Does anyone have any ideas on how to wake her remotely? She is hard of hearing and not tech savy. I cannot go over to wake her for her appointments and meal each day. I am at a breaking point and don't know what to do.
She is in Senior apartment with assisted services available, but it costs $500 (package price for first level services) and she only needs to be waken up in the morning.
Get a "needs" assessment from the local Area Agency on Aging. Make sure you are there to guarantee the accuracy of what they are being told.
As an aside, there are shake and wake alarms for deaf people. They vibrate the bed.
1. Depression. Is she depressed & if so, is anything being done for it?
2. Sleeping pills. Is she taking any (or any other meds with sedative effect)? If so, is she taking them too late in the day?
Have you or her discussed this issue with her Doctor?
Your mother is nearly 90 years old. It's time for you to tell her that she is getting the assisted services available at the *bargain* price of $500 per month because she needs to get up, do her morning toilette, eat her breakfast, and be ready for what her day holds. If she needs a mid-afternoon nap keep it to about 30-minutes.
She needs the assisted services to avoid landing in the hospital again. Hospitals at her age are especially dangerous. Have you heard about hospital-acquired infections?
But also recognize that your mother is nearly 90 years old and, at that age, her body may be slowing down, which is natural. Support her by making sure that she accepts the assisted services she deserves.
When we were going through this with my in-laws we played up the "this is peace of mind for all of us" angle. It took several conversations and us being a "peace of mind" broken record but we got it done.
Does she drink coffee or anything with stimulants to keep her awake at night?
Does she have heavy meals at night?
Does she snack at night before bedtime?
Is there some way you can get a package of turkey for her to nibble on before bedtime? Turkey contains tryptophan and helps to induce sleep.
Is she taking any evening medicines that cause her to sleep more? Or be physically fatigued?
Also, Beatty's 2 questions are equally relevant.
Cant' they just bring her a tray?
Dones she have to pay for meals? I'd not, put a small refrigerator and microwave in her room and stock with easy breakfast food like yogurt, apple sauce, breakfast bars, milk, ceral, bananas, juice, meal replacement shakes, Instant oatmeal. You can also buy easy breakfast frozen sandwiches or meals you fix in microwave in 1-3 minutes.
Let her sleep in.
Seniors should be able to get up and go to bed whenever they like. Rather you sleep in or not. Seniors don't sleep well at night.

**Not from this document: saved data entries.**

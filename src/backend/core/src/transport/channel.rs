//! In-process channel transport.

use async_trait::async_trait;
use tokio::sync::mpsc;

use super::{Transport, TransportMessage};
use crate::error::{ErrorCode, Result, SyncError};

/// Transport backed by a bounded tokio mpsc channel.
///
/// `publish` waits for channel capacity, so a slow consumer applies
/// backpressure to the delivery task but never to bundle mutation.
#[derive(Debug, Clone)]
pub struct ChannelTransport {
    sender: mpsc::Sender<TransportMessage>,
}

impl ChannelTransport {
    pub fn new(sender: mpsc::Sender<TransportMessage>) -> Self {
        Self { sender }
    }

    /// Create a transport together with the receiving end of its channel.
    pub fn pair(capacity: usize) -> (Self, mpsc::Receiver<TransportMessage>) {
        let (sender, receiver) = mpsc::channel(capacity);
        (Self::new(sender), receiver)
    }
}

#[async_trait]
impl Transport for ChannelTransport {
    async fn publish(&self, message: TransportMessage) -> Result<()> {
        let key = message.key.to_string();
        self.sender.send(message).await.map_err(|_| {
            SyncError::transport(ErrorCode::TransportClosed, "receiver dropped")
                .with_context("bundle", key)
        })
    }

    fn name(&self) -> &'static str {
        "channel"
    }
}
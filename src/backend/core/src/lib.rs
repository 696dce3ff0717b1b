#![allow(clippy::result_large_err)]
//! # hubsync Core
//!
//! Versioned status-bundle synchronization between leaf hubs and a central
//! aggregator.
//!
//! ## Architecture
//!
//! - **Bundle**: full-state snapshot of one category on one leaf hub, stamped
//!   with an `(incarnation, generation)` version
//! - **Agent**: trackers apply watch events to bundles; emitters publish
//!   snapshots through a transport
//! - **Transport**: in-process channel or HTTP, with retry and backoff
//! - **Conflator**: keeps only the newest bundle per (leaf hub, category)
//! - **API**: central HTTP endpoints for ingestion and state queries
//! - **Telemetry**: structured logging and Prometheus metrics

pub mod agent;
pub mod api;
pub mod bundle;
pub mod config;
pub mod conflator;
pub mod error;
pub mod shutdown;
pub mod telemetry;
pub mod transport;

pub use error::{ErrorCode, ErrorContext, ErrorDetails, ErrorSeverity, Result, SyncError};

/// Re-export commonly used types
pub mod prelude {
    pub use crate::agent::{
        AgentOptions, AgentSupervisor, EmitPolicy, Emitter, FileIncarnationStore,
        IncarnationStore, LifecycleState, MemoryIncarnationStore, Tracker, WatchEvent,
        WatchEventKind,
    };
    pub use crate::bundle::{
        BundleCategory, BundleKey, BundleSnapshot, BundleVersion, DeletePolicy, ObjectKey,
        StatusBundle, StatusObject,
    };
    pub use crate::conflator::{
        ConflationState, Conflator, InMemoryStatusStore, IngestDecision, StatusStore,
    };
    pub use crate::error::{ErrorCode, ErrorContext, ErrorDetails, ErrorSeverity, Result, SyncError};
    pub use crate::transport::{
        BackoffStrategy, ChannelTransport, HttpTransport, RetryPolicy, RetryingTransport,
        Transport, TransportMessage,
    };
}
//! Bundle versions.
//!
//! A [`BundleVersion`] totally orders every state a single leaf agent ever
//! produces. The incarnation identifies one process lifetime, the generation
//! counts content changes inside it. Ordering is lexicographic, so any state
//! from a newer incarnation supersedes every state of an older one regardless
//! of generation.

use serde::{Deserialize, Serialize};
use std::cmp::Ordering;
use std::fmt;

/// Order-establishing stamp carried by every bundle.
///
/// Field order matters: the derived `Ord` compares `incarnation` first and
/// `generation` second.
#[derive(
    Debug, Clone, Copy, Default, PartialEq, Eq, PartialOrd, Ord, Hash, Serialize, Deserialize,
)]
#[serde(rename_all = "camelCase")]
pub struct BundleVersion {
    /// Incremented by exactly one on every agent (re)start
    pub incarnation: u64,
    /// Incremented by exactly one on every content change, reset per incarnation
    pub generation: u64,
}

impl BundleVersion {
    pub const fn new(incarnation: u64, generation: u64) -> Self {
        Self {
            incarnation,
            generation,
        }
    }

    /// The first version of a bundle created in the given incarnation.
    pub const fn initial(incarnation: u64) -> Self {
        Self::new(incarnation, 0)
    }

    /// Compare two versions lexicographically.
    pub fn compare(&self, other: &Self) -> Ordering {
        self.cmp(other)
    }

    /// Returns `true` if `self` strictly supersedes `other`.
    pub fn newer_than(&self, other: &Self) -> bool {
        self > other
    }

    /// Advance the generation by one within the current incarnation.
    ///
    /// # Panics
    ///
    /// Panics if the generation counter overflows.
    pub fn increment(&mut self) {
        self.generation = self
            .generation
            .checked_add(1)
            .unwrap_or_else(|| panic!("generation counter overflow at {}", self));
    }

    /// Move to the next incarnation, resetting the generation.
    ///
    /// # Panics
    ///
    /// Panics if the incarnation counter overflows.
    pub fn new_incarnation(&mut self) {
        self.incarnation = self
            .incarnation
            .checked_add(1)
            .unwrap_or_else(|| panic!("incarnation counter overflow at {}", self));
        self.generation = 0;
    }
}

impl fmt::Display for BundleVersion {
    fn fmt(&self, f: &mut fmt::Formatter<'_>) -> fmt::Result {
        write!(f, "{}.{}", self.incarnation, self.generation)
    }
}
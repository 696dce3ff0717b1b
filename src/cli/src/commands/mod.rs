pub mod bundles;
pub mod config;
pub mod health;
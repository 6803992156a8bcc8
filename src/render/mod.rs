//! Tile rendering with pluggable surfaces.
//!
//! This module provides:
//! - Tile placement and mount diffing for the visible window (`grid`)
//! - A memo cache for tile resolution (`cache`)
//! - The `TileSurface` trait plus a headless in-memory surface (`backend`)
//! - The DOM surface used in the browser (`dom`, wasm32 only)

pub mod backend;
pub mod cache;
pub mod grid;

#[cfg(target_arch = "wasm32")]
pub mod dom;

pub use backend::{MemorySurface, TileSurface};
pub use cache::{TileCache, TileKey, DEFAULT_TILE_CACHE_CAPACITY};
pub use grid::{container_transform, GridRenderer, LoadState, PlacedTile, RenderPlan, TileRect};

#[cfg(target_arch = "wasm32")]
pub use dom::DomSurface;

You can also program a special message. For instance, my Mom would constantly leave her phone off the hook and forget to return it. So I would program the Echo - "Mom, your phone is off the hook. Put your phone back on the hook!" This was a Godsend for me, as well as the remote cameras (I used Wyze brand). I can't recommend them enough for convenience and peace of mind - and neither item is expensive nor hard to hook up. Best of luck!
Fitbits have a vibrating alarm too.
Huge selection on amazon
* What is causing this?
* Are you (1) aware of what boundaries you need to set; (2) setting boundaries with your time that you are aware of; (3) admit / clear on your abilities? "You can do it all." And you need to maintain your well-being / health to continue to support/help your mother.
- I know this is a tightrope. Exercise, eat healthy, meditate, get enough sleep. Do positive visualizations / affirmations. All these behaviors help you - and others around you.
* Are you able to be clear with your mom of what she needs and do it? or do you give in to her; if you give in, why? Are you intimated by her? You need to learn how and why you react as you do (we all do - and this is an ongoing question we all need ask ourselves as situations change).
IF you can afford extra personalized care:
* Have you enlisted help / support for you, i.e., caregivers (1-2 hours/day) to get her up? And/or ensure she eats a breakfast (hardy) and lunch.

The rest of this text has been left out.